Segmentation of brain tissue into gray matter (GM), white matter (WM), and cerebrospinal fluid (CSF) was performed using an atlas-based expectation-maximization segmentation algorithm with T1 and T2 weighted images as in (Gilmore et al., 2007). Intracranial volume (ICV) represents the sum of GM, WM, and CSF. Left and right hemispheres were subdivided along the anterior-posterior axis to generate prefrontal, frontal, parietal, and occipital regions by nonlinear warping of a neonate parcellation atlas template (Gilmore et al., 2007).
To identify local differences in gray matter volumes, DBM was performed using T2-weighted images. Images were corrected for intensity inhomogeneity, skull stripped, and aligned using both rigid and affine registration methods. Intensity histogram matching was applied on the affinely aligned images and an unbiased large deformation nonrigid group-wise registration method (Joshi et al., 2004) was used to produce the atlas and corresponding deformation fields.
DTI analysis was performed using a neonate specific adaptation of the UNC-Utah NA-MIC DTI pipeline (Verde et al., 2014). First, automated quality control (QC) was performed using DTIPrep. This included controlling for correct image dimensions and gradient directions, detecting slice-wise intensity change and excessive motion artifacts, and correcting for motion and eddy current effects. Diffusion images with large motion artifacts and missing or corrupted sections were excluded from later analysis. Diffusion tensors were estimated using weighted least squares fitting. Additional expert-guided QC was performed using 3D Slicer. The most common reason for a subject to fail DTI quality control was poor image quality (rather than underlying neuroanatomical differences or abnormalities. In particular, because DTI image acquisition is highly sensitive to motion, many of the images that failed quality control were those with large amounts of head motion artifacts.
Next, non-brain tissue was excluded as described in Verde et al. (2014). Resulting images were mapped into the space of a neonate DTI atlas consisting of the unbiased symmetric diffeomorphic transformed average of 144 neonatal DTI images. In total, 47 fiber tracts of interest are defined on this atlas (Figure 1 and Supplementary Appendix 1). Warped DTI images were visually compared with the atlas to confirm successful registration.

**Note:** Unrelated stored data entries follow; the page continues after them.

/// State of a single triangulation pass
struct Triangulator<'a, N: ?Sized> {
    cells: &'a [HexCell],
    metrics: &'a HexMetrics,
    noise: &'a N,
    data: &'a mut MeshData,
}

impl<'a, N: NoiseSource + ?Sized> Triangulator<'a, N> {
    fn triangulate_cell(&mut self, cell: &'a HexCell) {
        for direction in HexDirection::ALL {
            self.triangulate_direction(direction, cell);
        }
    }

    fn neighbor(&self, cell: &HexCell, direction: HexDirection) -> Option<&'a HexCell> {
        let cells = self.cells;
        cell.neighbor(direction).map(|index| &cells[index])
    }

    fn triangulate_direction(&mut self, direction: HexDirection, cell: &'a HexCell) {
        let center = cell.position();
        let e = EdgeVertices::new(
            center + self.metrics.first_solid_corner(direction),
            center + self.metrics.second_solid_corner(direction),
        );

        self.triangulate_edge_fan(center, &e, cell.color);

        if direction.owns_connection() {
            self.triangulate_connection(direction, cell, &e);
        }
    }

    fn triangulate_connection(
        &mut self,
        direction: HexDirection,
        cell: &'a HexCell,
        e1: &EdgeVertices,
    ) {
        let Some(neighbor) = self.neighbor(cell, direction) else {
            return;
        };

        let mut bridge = self.metrics.bridge(direction);
        bridge.y = neighbor.position().y - cell.position().y;
        let e2 = EdgeVertices::new(e1.v1 + bridge, e1.v4 + bridge);

        if cell.edge_type_to(neighbor) == EdgeType::Slope {
            self.triangulate_edge_terraces(e1, cell, &e2, neighbor);
        } else {
            self.triangulate_edge_strip(e1, cell.color, &e2, neighbor.color);
        }

        if !direction.owns_corner() {
            return;
        }
        if let Some(next_neighbor) = self.neighbor(cell, direction.next()) {
            let mut v5 = e1.v4 + self.metrics.bridge(direction.next());
            v5.y = next_neighbor.position().y;

            let (bottom, left, right) = corner::lowest_first(
                corner::CornerVertex::new(e1.v4, cell),
                corner::CornerVertex::new(e2.v4, neighbor),
                corner::CornerVertex::new(v5, next_neighbor),
            );
            self.triangulate_corner(bottom, left, right);
        }
    }

    fn triangulate_edge_terraces(
        &mut self,
        begin: &EdgeVertices,
        begin_cell: &HexCell,
        end: &EdgeVertices,
        end_cell: &HexCell,
    ) {
        let metrics = self.metrics;
        let mut e2 = EdgeVertices::terrace_lerp(begin, end, 1, metrics);
        let mut c2 = metrics.terrace_lerp_color(begin_cell.color, end_cell.color, 1);
        self.triangulate_edge_strip(begin, begin_cell.color, &e2, c2);

        for step in 2..metrics.terrace_steps() {
            let e1 = e2;
            let c1 = c2;
            e2 = EdgeVertices::terrace_lerp(begin, end, step, metrics);
            c2 = metrics.terrace_lerp_color(begin_cell.color, end_cell.color, step);
            self.triangulate_edge_strip(&e1, c1, &e2, c2);
        }

        self.triangulate_edge_strip(&e2, c2, end, end_cell.color);
    }

    fn triangulate_edge_fan(&mut self, center: Vec3, edge: &EdgeVertices, color: HexColor) {
        self.add_triangle(center, edge.v1, edge.v2);
        self.data.add_triangle_color(color);
        self.add_triangle(center, edge.v2, edge.v3);
        self.data.add_triangle_color(color);
        self.add_triangle(center, edge.v3, edge.v4);
        self.data.add_triangle_color(color);
    }

    fn triangulate_edge_strip(
        &mut self,
        e1: &EdgeVertices,
        c1: HexColor,
        e2: &EdgeVertices,
        c2: HexColor,
    ) {
        self.add_quad(e1.v1, e1.v2, e2.v1, e2.v2);
        self.data.add_quad_color(c1, c2);
        self.add_quad(e1.v2, e1.v3, e2.v2, e2.v3);
        self.data.add_quad_color(c1, c2);
        self.add_quad(e1.v3, e1.v4, e2.v3, e2.v4);
        self.data.add_quad_color(c1, c2);
    }

    #[inline]
    fn perturb(&self, position: Vec3) -> Vec3 {
        self.metrics.perturb(position, self.noise)
    }

    fn add_triangle(&mut self, v1: Vec3, v2: Vec3, v3: Vec3) {
        let (v1, v2, v3) = (self.perturb(v1), self.perturb(v2), self.perturb(v3));
        self.data.add_triangle_unperturbed(v1, v2, v3);
    }

    fn add_quad(&mut self, v1: Vec3, v2: Vec3, v3: Vec3, v4: Vec3) {
        let (v1, v2, v3, v4) = (
            self.perturb(v1),
            self.perturb(v2),
            self.perturb(v3),
            self.perturb(v4),
        );
        self.data.add_quad_unperturbed(v1, v2, v3, v4);
    }
}
//! Cell colors

use glam::Vec4;

/// RGBA color type
pub type HexColor = [f32; 4];

pub const WHITE: HexColor = [1.0, 1.0, 1.0, 1.0];

/// Linear interpolation between two colors
#[inline]
pub fn lerp_color(a: HexColor, b: HexColor, t: f32) -> HexColor {
    let a = Vec4::from_array(a);
    let b = Vec4::from_array(b);
    (a + (b - a) * t).to_array()
}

Finally, atlas fibers were mapped into individual subject space and profiles of fractional anisotropy (FA), mean diffusivity (MD), radial diffusivity (RD), and axial diffusivity (AD) were extracted using DTIAtlasFiberAnalyzer. For all individuals, FA, MD, AD, and RD metrics along each tract were plotted against the atlas for visual comparison. FA profiles with correlation values below 0.7 were considered poorly mapped into atlas space and excluded from analysis on a tract-by-tract basis (drop-out rates did not differ between SSRI exposed neonates, neonates with a history of maternal depression, and unexposed controls). Two tracts (temporoparietal segment of the left arcuate and hippocampal segment of the left cingulum) were not examined further as more than 25% of FA fiber profiles did not pass QC. For certain tracts, fiber profiles were not examined in terminal arc lengths due to high levels of noise.
Statistical analyses were performed using SAS statistical software, version 9.2. For demographic data, two-sided Fisher’s exact tests were used to evaluate group differences in categorical variables. Two-sided nonparametric Wilcoxon tests were used for continuous variables. Subjects with missing data were excluded on a variable-by-variable basis.
Mixed effects models were used to test for group differences in global and lobar brain tissue volumes in order to adjust for non-independence within twin pairs. Postnatal age at MRI, gestational age at birth, gender, and ICV were included as covariates. All statistical hypothesis tests were two-tailed and conducted at a significance level of 0.003 (Bonferroni corrected for 16 brain volume phenotypes).
Associations between local gray matter volumes and SSRI-exposure were examined by fitting a multiscale adaptive generalized estimation equation (MAGEE) model to the Jacobian determinant of the deformation matrix at individual voxels (Li et al., 2013). Postnatal age at MRI, gestational age at birth, gender, and ICV were included as covariates. Analysis was restricted to GM and a linear model for the jth subject of the i-th twin pair at the dth voxel was generated.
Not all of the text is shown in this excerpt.